For the consumer economy, this presents long term contractionary pressure.  There is no indication that technology will not continue to eliminate high skill high cost labor jobs.   A cycle of contracting consumer economy fueling further layoffs which in turn further constricts consumer spending will continue until an equilibrium is reached.  If assaults on the minimum wage are successfully repelled, then eventually the consumer economy will end its death spiral to the level of consumption sustainable by a families of individuals being paid minimum wage.

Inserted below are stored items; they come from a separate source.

// Core arbitrage logic modules

pub mod arbitrage_engine;
pub mod session_state;
pub mod shutdown;
pub mod spread;
pub mod summary;

// Re-export commonly used types
pub use arbitrage_engine::{run_session, ArbitrageEngine};
pub use session_state::SessionState;
pub use shutdown::ShutdownHandle;
pub use spread::{evaluate_spread, ArbitrageLeg, SpreadAnalysis, Venue};
pub use summary::SessionSummary;
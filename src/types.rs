// Common types used across the application

use serde::{Deserialize, Serialize};
use std::fmt;
use std::str::FromStr;

/// A `BASE/QUOTE` trading pair such as `XRP/USD`
#[derive(Debug, Clone, PartialEq, Eq, Hash, Serialize, Deserialize)]
pub struct TradingPair {
    pub base: String,
    pub quote: String,
}

impl TradingPair {
    pub fn new(base: &str, quote: &str) -> Self {
        Self {
            base: base.to_uppercase(),
            quote: quote.to_uppercase(),
        }
    }

    /// Concatenated symbol, e.g. `XRPUSD`
    pub fn concatenated(&self) -> String {
        format!("{}{}", self.base, self.quote)
    }

    /// Dash separated symbol, e.g. `XRP-USD`
    pub fn dashed(&self) -> String {
        format!("{}-{}", self.base, self.quote)
    }
}

impl FromStr for TradingPair {
    type Err = String;

    fn from_str(s: &str) -> Result<Self, Self::Err> {
        let mut parts = s.trim().split('/');
        match (parts.next(), parts.next(), parts.next()) {
            (Some(base), Some(quote), None) if !base.trim().is_empty() && !quote.trim().is_empty() => {
                Ok(TradingPair::new(base.trim(), quote.trim()))
            }
            _ => Err(format!("trading pair '{}' must look like BASE/QUOTE", s)),
        }
    }
}

impl fmt::Display for TradingPair {
    fn fmt(&self, f: &mut fmt::Formatter<'_>) -> fmt::Result {
        write!(f, "{}/{}", self.base, self.quote)
    }
}

/// Exchanges with a live REST quote adapter
#[derive(Debug, Clone, Copy, PartialEq, Eq, Hash)]
pub enum Exchange {
    Binance,
    Coinbase,
    Kraken,
    Bitfinex,
}

impl FromStr for Exchange {
    type Err = String;

    fn from_str(s: &str) -> Result<Self, Self::Err> {
        match s.trim().to_lowercase().as_str() {
            "binance" => Ok(Exchange::Binance),
            "coinbase" => Ok(Exchange::Coinbase),
            "kraken" => Ok(Exchange::Kraken),
            "bitfinex" => Ok(Exchange::Bitfinex),
            _ => Err(s.to_string()),
        }
    }
}

impl fmt::Display for Exchange {
    fn fmt(&self, f: &mut fmt::Formatter<'_>) -> fmt::Result {
        let name = match self {
            Exchange::Binance => "Binance",
            Exchange::Coinbase => "Coinbase",
            Exchange::Kraken => "Kraken",
            Exchange::Bitfinex => "Bitfinex",
        };
        write!(f, "{}", name)
    }
}

/// Which side of the session an exchange sits on; selects the simulator profile
#[derive(Debug, Clone, Copy, PartialEq, Eq)]
pub enum ExchangeRole {
    Primary,   // exchange1
    Secondary, // exchange2
}

/// Key of one simulated price stream
#[derive(Debug, Clone, PartialEq, Eq, Hash)]
pub struct PriceKey {
    pub exchange: String,
    pub pair: TradingPair,
}

impl PriceKey {
    pub fn new(exchange: &str, pair: &TradingPair) -> Self {
        Self {
            exchange: exchange.to_string(),
            pair: pair.clone(),
        }
    }
}

impl fmt::Display for PriceKey {
    fn fmt(&self, f: &mut fmt::Formatter<'_>) -> fmt::Result {
        write!(f, "{}_{}", self.exchange, self.pair)
    }
}

#[derive(Debug, Clone, Copy, PartialEq, Eq, Serialize, Deserialize)]
pub enum TradeSide {
    Buy,
    Sell,
}

impl fmt::Display for TradeSide {
    fn fmt(&self, f: &mut fmt::Formatter<'_>) -> fmt::Result {
        match self {
            TradeSide::Buy => write!(f, "BUY"),
            TradeSide::Sell => write!(f, "SELL"),
        }
    }
}

/// One loop iteration that obtained both prices
#[derive(Debug, Clone, PartialEq, Serialize, Deserialize)]
pub struct TickRecord {
    pub elapsed_seconds: f64,
    pub price1: f64,
    pub price2: f64,
    pub trade_executed: bool,
    pub cumulative_profit_at_tick: f64,
}

/// One simulated buy/sell arbitrage
#[derive(Debug, Clone, PartialEq, Serialize, Deserialize)]
pub struct TradeRecord {
    pub elapsed_seconds: f64,
    pub buy_exchange: String,
    pub sell_exchange: String,
    pub buy_price: f64,
    pub sell_price: f64,
    pub units: f64,
    pub profit: f64,
    pub capital_after: f64,
    pub price_diff: f64,
    pub percent_diff: f64,
}

impl TradeRecord {
    /// Report line used in the session log and summary
    pub fn describe(&self) -> String {
        format!(
            "[Time: {:.1}s] ARBITRAGE OPPORTUNITY: {}(${:.4}) -> {}(${:.4}), Diff: ${:.4} ({:.2}%), Units: {:.4}, Profit: ${:.2}, Capital: ${:.2}",
            self.elapsed_seconds,
            self.buy_exchange,
            self.buy_price,
            self.sell_exchange,
            self.sell_price,
            self.price_diff,
            self.percent_diff,
            self.units,
            self.profit,
            self.capital_after
        )
    }
}

#[cfg(test)]
mod tests {
    use super::*;

    #[test]
    fn test_trading_pair_parsing() {
        let pair: TradingPair = "xrp/usd".parse().unwrap();
        assert_eq!(pair.base, "XRP");
        assert_eq!(pair.quote, "USD");
        assert_eq!(pair.to_string(), "XRP/USD");
        assert_eq!(pair.concatenated(), "XRPUSD");
        assert_eq!(pair.dashed(), "XRP-USD");
    }

    #[test]
    fn test_trading_pair_rejects_malformed() {
        assert!("XRPUSD".parse::<TradingPair>().is_err());
        assert!("XRP/".parse::<TradingPair>().is_err());
        assert!("A/B/C".parse::<TradingPair>().is_err());
    }

    #[test]
    fn test_exchange_parsing_is_case_insensitive() {
        assert_eq!("binance".parse::<Exchange>(), Ok(Exchange::Binance));
        assert_eq!("Kraken".parse::<Exchange>(), Ok(Exchange::Kraken));
        assert_eq!("Gemini".parse::<Exchange>(), Err("Gemini".to_string()));
    }

    #[test]
    fn test_price_key_display() {
        let key = PriceKey::new("Binance", &TradingPair::new("XRP", "USD"));
        assert_eq!(key.to_string(), "Binance_XRP/USD");
    }
}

Clearly this is not in the interest of citizens, but nor is it in the interest of businesses.  The systemic problem is that while business has accurate measurement of the cost of labor, it has no way of directly measuring the benefit to their business of paying their workers well.  Theoretically, they accept the proposition that businesses must continue to pay their workers well, otherwise there will be fewer consumers able to buy their product.  However no company will perform this service to the economic system out of the goodness of their hearts.  The current system behaves irrationally- expecting all other companies to maintain high wages, while they are free to cut their labor costs ruthlessly.  Of course all other businesses behave the same way.  Really, we cannot expect business managers to do otherwise.  Without an empirically measurable, monetary benefit they can point to in the company’s bottom line, businesses cannot be expected to maintain payrolls in order to support US consumer purchasing power.  Instead, what individual managers do in aggregate is methodically defund the US middle class.  They will continue to do this while this suicidal behavior is an unfelt externality.  The problem is that the full cost of eliminating jobs is not directly measurable by the business though the theoretical relationship to declining spending levels is acknowledged.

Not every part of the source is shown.